Photographs by Wouter Deruytter. Essay by Vicky Goldberg. 48 pages; 30 plates. ISBN No. 90-9019763-X. Published by the Chelsea Art Museum, Home of the Miotte Foundation, 556 West 22nd St., New York, NY 10011. http://www.chelseaartmuseum.org .
Belgian photographer Wouter Deruytter makes Manhattan his home, and this is his homage to the unique surreality of the City's street life, as New Yorkers make their ant-like way beneath the giant billboards that silently scream Fashion! Sex! Buy!
Deruytter's camera captures the taken-for-granted immenseness of these commercial Olympians--the models and celebrities who would seem to dominate and disparage the averageness of everyone else--but the unforced irony of these images is that so little attention is paid to the giants by the Lilliputian masses. It makes for a nice assertion of real life, lived really, as a couple kisses, or old folks scurry, beneath the hot gaze of a Calvin Klein underwear model, or Jennifer Lopez for Louis Vuitton, or, for that matter, an enormous beauty shot of an Asprey wristwatch, filling the frame like some metaphor of mortality while the tiny pedestrians below it strut and fret their hour on life's stage.
These black-and-white photographs are mostly noonday compositions, resulting in a heightened chiaroscuro that lends an all-purpose duality to things, or, as Vicky Goldberg's acerbic essay notes, "a drama of continuous contrasts: big and small, important and insignificant, light and dark, in focus and out, young and old, slim and fat, sleek and dumpy, chic and workaday, throbbing with passion or sunk in daily preoccupations, richly pampered vs. poor and tattered…"

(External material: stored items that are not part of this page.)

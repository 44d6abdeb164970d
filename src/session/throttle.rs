//! Once-per-day popup throttle
//!
//! Backed by a single persisted `last_shown_at` per (wallet, popup) and the
//! session's in-memory markers.

use chrono::{DateTime, Duration, FixedOffset, Utc};
use rusqlite::OptionalExtension;
use serde::Serialize;
use tracing::debug;

use super::{PopupKind, Session};
use crate::error::Result;
use crate::progress::db::ProgressDb;
use crate::progress::{day_offset, from_ms, local_day};

/// Time windows for the throttle
#[derive(Debug, Clone, Copy)]
pub struct ThrottlePolicy {
    /// Suppress when shown more recently than this
    pub min_gap: Duration,
    /// Always show again once this much time has passed
    pub reset_after: Duration,
    /// Offset used to decide what "today" means
    pub day_offset: FixedOffset,
}

impl Default for ThrottlePolicy {
    fn default() -> Self {
        Self {
            min_gap: Duration::hours(6),
            reset_after: Duration::hours(24),
            day_offset: day_offset(0),
        }
    }
}

#[derive(Debug, Clone, Copy, PartialEq, Eq, Serialize)]
#[serde(rename_all = "snake_case")]
pub enum ShowReason {
    FreshLogin,
    NeverShown,
    ResetElapsed,
    Due,
}

#[derive(Debug, Clone, Copy, PartialEq, Eq, Serialize)]
#[serde(rename_all = "snake_case")]
pub enum SuppressReason {
    ShownToday,
    WithinMinGap,
    ShownThisSession,
}

#[derive(Debug, Clone, Copy, PartialEq, Eq, Serialize)]
#[serde(tag = "decision", content = "reason", rename_all = "snake_case")]
pub enum PopupDecision {
    Show(ShowReason),
    Suppress(SuppressReason),
}

impl PopupDecision {
    pub fn is_show(&self) -> bool {
        matches!(self, Self::Show(_))
    }
}

impl ThrottlePolicy {
    /// Pure decision over the inputs; evaluated top to bottom
    pub fn decide(
        &self,
        last_shown: Option<DateTime<Utc>>,
        fresh_login: bool,
        shown_this_session: bool,
        now: DateTime<Utc>,
    ) -> PopupDecision {
        if fresh_login {
            return PopupDecision::Show(ShowReason::FreshLogin);
        }
        let Some(last) = last_shown else {
            return PopupDecision::Show(ShowReason::NeverShown);
        };

        let elapsed = now - last;
        if elapsed >= self.reset_after {
            return PopupDecision::Show(ShowReason::ResetElapsed);
        }
        if local_day(last, self.day_offset) == local_day(now, self.day_offset) {
            return PopupDecision::Suppress(SuppressReason::ShownToday);
        }
        if elapsed < self.min_gap {
            return PopupDecision::Suppress(SuppressReason::WithinMinGap);
        }
        if shown_this_session {
            return PopupDecision::Suppress(SuppressReason::ShownThisSession);
        }
        PopupDecision::Show(ShowReason::Due)
    }
}

/// Decides when throttled popups fire and records that they did
#[derive(Clone)]
pub struct PopupThrottle {
    db: ProgressDb,
    policy: ThrottlePolicy,
}

impl PopupThrottle {
    pub fn new(db: ProgressDb, policy: ThrottlePolicy) -> Self {
        Self { db, policy }
    }

    pub fn policy(&self) -> &ThrottlePolicy {
        &self.policy
    }

    pub fn last_shown(&self, session: &Session, kind: PopupKind) -> Result<Option<DateTime<Utc>>> {
        let conn = self.db.conn()?;
        let last: Option<i64> = conn
            .query_row(
                "SELECT last_shown_at FROM popup_state WHERE wallet = ?1 AND popup = ?2",
                rusqlite::params![session.wallet().as_str(), kind.as_str()],
                |r| r.get(0),
            )
            .optional()?;
        Ok(last.map(from_ms))
    }

    pub fn check(&self, session: &Session, kind: PopupKind, now: DateTime<Utc>) -> Result<PopupDecision> {
        let last = self.last_shown(session, kind)?;
        let decision = self.policy.decide(
            last,
            session.fresh_login_pending(kind),
            session.shown_this_session(kind),
            now,
        );
        debug!(wallet = %session.wallet().short(), popup = kind.as_str(), ?decision, "popup throttle");
        Ok(decision)
    }

    /// Persist the timestamp, then update the session markers
    pub fn mark_shown(&self, session: &mut Session, kind: PopupKind, now: DateTime<Utc>) -> Result<()> {
        self.db.write(|tx| {
            tx.execute(
                r#"INSERT INTO popup_state (wallet, popup, last_shown_at) VALUES (?1, ?2, ?3)
                   ON CONFLICT(wallet, popup) DO UPDATE SET last_shown_at = excluded.last_shown_at"#,
                rusqlite::params![session.wallet().as_str(), kind.as_str(), now.timestamp_millis()],
            )?;
            Ok(())
        })?;
        session.record_shown(kind);
        Ok(())
    }

    /// Check and, when the popup fires, mark it shown
    pub fn maybe_show(&self, session: &mut Session, kind: PopupKind, now: DateTime<Utc>) -> Result<PopupDecision> {
        let decision = self.check(session, kind, now)?;
        if decision.is_show() {
            self.mark_shown(session, kind, now)?;
        }
        Ok(decision)
    }
}
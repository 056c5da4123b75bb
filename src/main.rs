use std::path::PathBuf;

use anyhow::{bail, Result};
use clap::Parser;

mod config;
mod headless;
mod input;
mod library;
mod logging;
mod playback;
mod runtime;
mod session;
mod timefmt;
mod ui;
mod visual;

use config::Settings;

#[derive(Parser)]
#[command(
    name = "aria",
    version,
    about = "Terminal music player with oscilloscope and spectrum displays"
)]
struct Cli {
    /// Music directory to browse, a single audio file, or "-" for stdin
    path: Option<PathBuf>,

    /// Initial volume, 0.0 to 1.0
    #[arg(long)]
    volume: Option<f32>,

    /// Format label for the stdin header (e.g. mp3, flac)
    #[arg(long)]
    format: Option<String>,
}

fn main() -> Result<()> {
    logging::init();
    let cli = Cli::parse();

    let mut settings = Settings::load().map_err(|e| anyhow::anyhow!("bad configuration: {e}"))?;
    settings.validate().map_err(anyhow::Error::msg)?;
    if let Some(volume) = cli.volume {
        settings.playback.volume = volume.clamp(0.0, 1.0);
    }

    let path = match cli.path {
        Some(path) => path,
        None => std::env::current_dir()?,
    };

    if path.as_os_str() == "-" {
        headless::run_stdin_mode(cli.format.as_deref(), settings.playback.volume)
    } else if path.is_dir() {
        runtime::run(&path, &settings)
    } else if path.is_file() {
        headless::run_file_mode(&path, settings.playback.volume)
    } else {
        bail!("no such file or directory: {}", path.display())
    }
}
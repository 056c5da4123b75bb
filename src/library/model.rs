use std::path::PathBuf;
use std::time::Duration;

use crate::timefmt::format_time;

/// A single audio file with the metadata the player cares about.
#[derive(Clone, Debug)]
pub struct Track {
    pub path: PathBuf,
    pub title: String,
    pub artist: String,
    pub album: String,
    pub track_number: u32,
    pub disc_number: u32,
    pub duration: Duration,
    pub codec: String,
    pub year: Option<u32>,
    pub genre: Option<String>,
    pub sample_rate: Option<u32>,
    pub bit_depth: Option<u8>,
}

impl Track {
    /// Track length as `M:SS`.
    pub fn formatted_duration(&self) -> String {
        format_time(self.duration.as_secs_f64())
    }
}

/// A group of tracks sharing (artist, album), ordered by disc and track
/// number.
#[derive(Clone, Debug)]
pub struct Album {
    pub name: String,
    pub artist: String,
    pub tracks: Vec<Track>,
    pub year: Option<u32>,
    pub genre: Option<String>,
}

impl Album {
    /// The string the sidebar shows and the search filter matches against.
    pub fn display_name(&self) -> String {
        format!("{} - {}", self.artist, self.name)
    }

    pub fn track_count(&self) -> usize {
        self.tracks.len()
    }

    pub fn total_duration(&self) -> Duration {
        self.tracks.iter().map(|t| t.duration).sum()
    }

    /// Summed album length as `M:SS`.
    pub fn formatted_duration(&self) -> String {
        format_time(self.total_duration().as_secs_f64())
    }

    /// Format summary from the first track, e.g. "FLAC/16-bit/44.1kHz".
    /// Integral sample rates render without a decimal ("48kHz").
    pub fn format_description(&self) -> Option<String> {
        let first = self.tracks.first()?;
        let mut parts = vec![first.codec.to_uppercase()];
        if let Some(bits) = first.bit_depth {
            parts.push(format!("{bits}-bit"));
        }
        if let Some(rate) = first.sample_rate {
            let khz = f64::from(rate) / 1000.0;
            if khz.fract() == 0.0 {
                parts.push(format!("{}kHz", khz as u32));
            } else {
                parts.push(format!("{khz:.1}kHz"));
            }
        }
        if parts.len() > 1 {
            Some(parts.join("/"))
        } else {
            parts.pop()
        }
    }
}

Often, they remind us how unshockable we can be in the face of such market-driven eroticism as the Calvin Klein ads that feature barely clothed models with their mouths and hands all over each other--all in a day's walk to work. This little book (which accompanied last year's exhibition of the same name at the Chelsea Art Museum) will stand the test of time as Deruytter's affectionate and sharply observant hymn to the contrasts of his adopted city.